La bande dessinée conserve le format du livre (objet sacré dans nos mentalités occidentales) là où musique et audiovisuel traversent les décennies en changeant de support de reproduction. L’album a quasiment héradiqué la concurrence de la presse et aucune version numérique des oeuvres (pourtant de plus en plus produites sur ordinateur) n’est vendue.

Le renouveau commercial de la BD viendrait-il de la non convergence des supports ? « un seul pour les gouverner tous et dans les ténèbres les lier »…

En porte-à-faux de tout ce qui fait aujourd’hui l’industrie culturelle, la BD traverse son heure de gloire… Mais pour combien de temps ?

Je l’aborde sur le forum BDamateur, j’y viens suite à un article sur la politique de Dargaud face à la menace du piratage.

L’objet « BD » a conservé pour le lecteur (soit le consommateur) les vertus sacrées du livre. Alors que d’autres secteurs de l’industrie culturelle sortent de ce schéma, la bande dessinée y fait son nid. L’explication est simple. Walter Benjamin parlait de désacralisation de l’oeuvre face à sa reproductibilité. Aujourd’hui on désacralise l’objet lorsque l’oeuvre (re)produite l’est sous une forme numérique. La musique ou le cinéma en sont là parce qu’ils sont reproduits sur CD et sur DVD.

Mais la bande dessinée, elle, reste un livre. Parallèlement la littérature (livresque par tradition également) perd un peu de sa superbe à mesure que le public prend conscience que l’écriture est d’abord un acte numérique : le manuscrit à la main est devenu une exception, les éditeurs refusent même de les lire (d’après un article d’Epok sur les rudes sentiers qui mènent un auteur à l’édition).

Rien d’étonnant, donc, à ce que l’industrie du livre vive une embellie ces dernières années avec en tête des meilleures ventes… Des albums de bande dessinée.

Le public a perdu la foi en la sacralité du CD depuis qu’il connaît le mp3. Le public retourne au cinéma parce que le DVD n’a rien de sacré tant il est numérique, on l’achète pour la collection (et encore, la profusion d' »éditions collector limitées » qui finisses en solderie ou en occase va-t-elle bien finir par attirer une prise de conscience que le DVD n’a aucune valeur spéculative), pour les bonus (qu’on ne regarde pas) et pour le statut social (ça c’est important).

De l’industrie culturelle il ne reste plus que la bande dessinée a être blanche comme neige.

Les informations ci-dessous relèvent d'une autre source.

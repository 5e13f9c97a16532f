//! Resolves the effective run configuration from three sources.
//!
//! Precedence, highest first: command-line overrides, the process
//! environment, the override file, built-in defaults. The override file only
//! fills keys the environment does not already define.

mod env_file;

use std::collections::HashMap;
use std::fmt;
use std::fs::File;
use std::path::{Path, PathBuf};
use std::time::Duration;

use wabc_core::validation::{self, Violations};
use wabc_core::TemplateRef;

pub use env_file::{load_env_file, parse_env_file, EnvFile};

pub mod keys {
    pub const PHONE_NUMBER_ID: &str = "WA_PHONE_NUMBER_ID";
    pub const ACCESS_TOKEN: &str = "WA_ACCESS_TOKEN";
    pub const GRAPH_VERSION: &str = "WA_GRAPH_VERSION";
    pub const API_BASE: &str = "WA_API_BASE";
    pub const CSV_PATH: &str = "CSV_PATH";
    pub const PDF_PATH: &str = "PDF_PATH";
    pub const CAPTION: &str = "CAPTION";
    pub const FILENAME: &str = "FILENAME";
    pub const RATE: &str = "RATE";
    pub const TEMPLATE: &str = "TEMPLATE";
    pub const DRY_RUN: &str = "DRY_RUN";
    pub const LOG_LEVEL: &str = "LOG_LEVEL";
    pub const LOG_FILE: &str = "LOG_FILE";
    pub const FAILED_CSV: &str = "FAILED_CSV";
    pub const AUDIT_LOG: &str = "AUDIT_LOG";
}

pub const DEFAULT_ENV_FILE: &str = ".env";
pub const DEFAULT_GRAPH_VERSION: &str = "v20.0";
pub const DEFAULT_API_BASE: &str = "https://graph.facebook.com";
pub const DEFAULT_RATE: &str = "0.5";
pub const DEFAULT_LOG_LEVEL: &str = "info";
pub const DEFAULT_FAILED_CSV: &str = "failed.csv";
pub const DOCUMENT_MIME_TYPE: &str = "application/pdf";

#[derive(Debug, thiserror::Error)]
#[error("invalid configuration: {}", .errors.join("; "))]
pub struct ConfigurationError {
    pub errors: Vec<String>,
}

/// Values given on the command line. `None` means the flag was absent.
#[derive(Debug, Clone, Default)]
pub struct ConfigOverrides {
    pub env_file: Option<PathBuf>,
    pub csv: Option<String>,
    pub pdf: Option<String>,
    pub caption: Option<String>,
    pub filename: Option<String>,
    pub rate: Option<String>,
    pub template: Option<String>,
    pub dry_run: bool,
    pub log_level: Option<String>,
    pub log_file: Option<String>,
    pub failed_csv: Option<String>,
    pub audit_log: Option<String>,
}

impl ConfigOverrides {
    fn pairs(&self) -> Vec<(&'static str, String)> {
        let mut out = Vec::new();
        let optional = [
            (keys::CSV_PATH, &self.csv),
            (keys::PDF_PATH, &self.pdf),
            (keys::CAPTION, &self.caption),
            (keys::FILENAME, &self.filename),
            (keys::RATE, &self.rate),
            (keys::TEMPLATE, &self.template),
            (keys::LOG_LEVEL, &self.log_level),
            (keys::LOG_FILE, &self.log_file),
            (keys::FAILED_CSV, &self.failed_csv),
            (keys::AUDIT_LOG, &self.audit_log),
        ];
        for (key, value) in optional {
            if let Some(v) = value {
                out.push((key, v.clone()));
            }
        }
        if self.dry_run {
            out.push((keys::DRY_RUN, "true".to_string()));
        }
        out
    }
}

/// Settings for a single run. Built once by [`resolve`] and never mutated.
#[derive(Clone)]
pub struct EffectiveConfig {
    pub phone_number_id: String,
    pub access_token: String,
    pub graph_version: String,
    pub api_base: String,
    pub csv_path: PathBuf,
    pub pdf_path: PathBuf,
    pub filename: String,
    pub caption: String,
    pub mime_type: String,
    pub template: Option<TemplateRef>,
    pub delay: Duration,
    pub dry_run: bool,
    pub failed_csv: PathBuf,
    pub log_level: String,
    pub log_file: Option<PathBuf>,
    pub audit_log: Option<PathBuf>,
}

impl fmt::Debug for EffectiveConfig {
    fn fmt(&self, f: &mut fmt::Formatter<'_>) -> fmt::Result {
        f.debug_struct("EffectiveConfig")
            .field("phone_number_id", &self.phone_number_id)
            .field("access_token", &"<redacted>")
            .field("graph_version", &self.graph_version)
            .field("api_base", &self.api_base)
            .field("csv_path", &self.csv_path)
            .field("pdf_path", &self.pdf_path)
            .field("filename", &self.filename)
            .field("caption", &self.caption)
            .field("mime_type", &self.mime_type)
            .field("template", &self.template)
            .field("delay", &self.delay)
            .field("dry_run", &self.dry_run)
            .field("failed_csv", &self.failed_csv)
            .field("log_level", &self.log_level)
            .field("log_file", &self.log_file)
            .field("audit_log", &self.audit_log)
            .finish()
    }
}

#[derive(Debug)]
pub struct Resolution {
    pub config: EffectiveConfig,
    /// Non-fatal findings, to be logged once logging is up.
    pub warnings: Vec<String>,
}

/// Applies the precedence rules to already-loaded sources.
pub fn merge_sources(
    file: &HashMap<String, String>,
    process_env: &HashMap<String, String>,
    overrides: &ConfigOverrides,
) -> HashMap<String, String> {
    let mut merged = file.clone();
    merged.extend(process_env.iter().map(|(k, v)| (k.clone(), v.clone())));
    for (key, value) in overrides.pairs() {
        merged.insert(key.to_string(), value);
    }
    merged
}

/// Reads the override file, merges all sources and validates the result,
/// reporting every violation rather than the first.
pub fn resolve(
    overrides: &ConfigOverrides,
    process_env: &HashMap<String, String>,
) -> Result<Resolution, ConfigurationError> {
    let mut warnings = Vec::new();
    let mut violations = Violations::new();

    let env_path = overrides
        .env_file
        .clone()
        .unwrap_or_else(|| PathBuf::from(DEFAULT_ENV_FILE));
    let file_values = match load_env_file(&env_path) {
        Ok(Some(parsed)) => {
            tracing::debug!(path = %env_path.display(), keys = parsed.values.len(), "loaded override file");
            warnings.extend(parsed.warnings);
            parsed.values
        }
        Ok(None) => {
            if overrides.env_file.is_some() {
                warnings.push(format!("override file not found: {}", env_path.display()));
            }
            HashMap::new()
        }
        Err(e) => {
            violations.push(format!("cannot read override file {}: {e}", env_path.display()));
            HashMap::new()
        }
    };

    let merged = merge_sources(&file_values, process_env, overrides);
    let config = build(&merged, &mut violations, &mut warnings);

    violations
        .into_result()
        .map_err(|errors| ConfigurationError { errors })?;
    let config = config.ok_or_else(|| ConfigurationError {
        errors: vec!["configuration incomplete".to_string()],
    })?;
    Ok(Resolution { config, warnings })
}

fn build(
    merged: &HashMap<String, String>,
    violations: &mut Violations,
    warnings: &mut Vec<String>,
) -> Option<EffectiveConfig> {
    let get = |key: &str| merged.get(key).map(|v| v.trim()).filter(|v| !v.is_empty());
    let or_default = |key: &str, default: &str| get(key).unwrap_or(default).to_string();

    let phone_number_id = get(keys::PHONE_NUMBER_ID);
    let access_token = get(keys::ACCESS_TOKEN);
    if phone_number_id.is_none() || access_token.is_none() {
        violations.push(format!(
            "{} and {} are required (set in the override file or environment)",
            keys::PHONE_NUMBER_ID,
            keys::ACCESS_TOKEN
        ));
    }
    if let Some(id) = phone_number_id {
        violations.check(validation::validate_account_id(id));
    }

    let csv_path = get(keys::CSV_PATH).map(PathBuf::from);
    let pdf_path = get(keys::PDF_PATH).map(PathBuf::from);
    if csv_path.is_none() || pdf_path.is_none() {
        violations.push(format!(
            "{} and {} are required (set in the override file, environment or via --csv/--pdf)",
            keys::CSV_PATH,
            keys::PDF_PATH
        ));
    }
    if let Some(p) = &pdf_path {
        violations.check(readable_file(p, "PDF"));
    }
    if let Some(p) = &csv_path {
        violations.check(readable_file(p, "CSV"));
    }

    let delay = violations.check(validation::parse_delay(&or_default(keys::RATE, DEFAULT_RATE)));
    let template = match get(keys::TEMPLATE) {
        Some(raw) => violations.check(validation::parse_template_ref(raw)).map(Some),
        None => Some(None),
    };
    let log_level = violations.check(validation::validate_log_level(&or_default(
        keys::LOG_LEVEL,
        DEFAULT_LOG_LEVEL,
    )));

    let pdf_path = pdf_path?;
    let filename = match get(keys::FILENAME) {
        Some(name) => name.to_string(),
        None => pdf_path.file_name()?.to_string_lossy().into_owned(),
    };
    let (mime_type, mime_warning) = document_mime_type(&pdf_path);
    warnings.extend(mime_warning);

    Some(EffectiveConfig {
        phone_number_id: phone_number_id?.to_string(),
        access_token: access_token?.to_string(),
        graph_version: or_default(keys::GRAPH_VERSION, DEFAULT_GRAPH_VERSION),
        api_base: or_default(keys::API_BASE, DEFAULT_API_BASE)
            .trim_end_matches('/')
            .to_string(),
        csv_path: csv_path?,
        pdf_path,
        filename,
        caption: merged.get(keys::CAPTION).cloned().unwrap_or_default(),
        mime_type,
        template: template?,
        delay: delay?,
        dry_run: get(keys::DRY_RUN).map(validation::parse_flag).unwrap_or(false),
        failed_csv: PathBuf::from(or_default(keys::FAILED_CSV, DEFAULT_FAILED_CSV)),
        log_level: log_level?,
        log_file: get(keys::LOG_FILE).map(PathBuf::from),
        audit_log: get(keys::AUDIT_LOG).map(PathBuf::from),
    })
}

fn readable_file(path: &Path, label: &str) -> Result<(), String> {
    if !path.is_file() {
        return Err(format!("{label} not found: {}", path.display()));
    }
    File::open(path)
        .map(|_| ())
        .map_err(|e| format!("{label} not readable: {}: {e}", path.display()))
}

/// The guess from the file extension is only advisory: the document is
/// always sent as [`DOCUMENT_MIME_TYPE`].
pub fn document_mime_type(path: &Path) -> (String, Option<String>) {
    let warning = match mime_guess::from_path(path).first() {
        Some(m) if m.essence_str() == DOCUMENT_MIME_TYPE => None,
        Some(m) => Some(format!(
            "detected MIME '{}', forcing {DOCUMENT_MIME_TYPE}",
            m.essence_str()
        )),
        None => Some(format!(
            "could not detect MIME type of {}, assuming {DOCUMENT_MIME_TYPE}",
            path.display()
        )),
    };
    (DOCUMENT_MIME_TYPE.to_string(), warning)
}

Le livre s’en sort encore bien, avec l’échec du livre électronique, qui lui a accordé un répis. Mais c’est bien la BD qui est encore intouchable. Comme le DVD elle est objet de collection, mais contrairement à lui elle peut avoir une valeur spéculative (voir le marché des éditions originales). De plus elle est le seul moyen d’accès à l’oeuvre (alors que le cinéma se voit en salle ou en divx et la musique s’écoute en concert ou en mp3), son marché n’est pas dilué sur plusieurs supports antagonistes.

A quand la prise de conscience que nos auteurs de BD produisent de plus en plus des fichiers informatiques ? Et que finalement être proche de l’oeuvre c’est peut-être bien souvent en voir une copie numérique. L’inertie est forte parce que tout est rpoduit pour le papier et le format album. Mais les success-stories en ligne commencent à pointer leur bout du nez (je pense à Frantico)… Et un auteur va bien finir par refuser de passer au papier pour pratiquer son Art là où il est né.

Tout ça finalement, c’est une question de génération.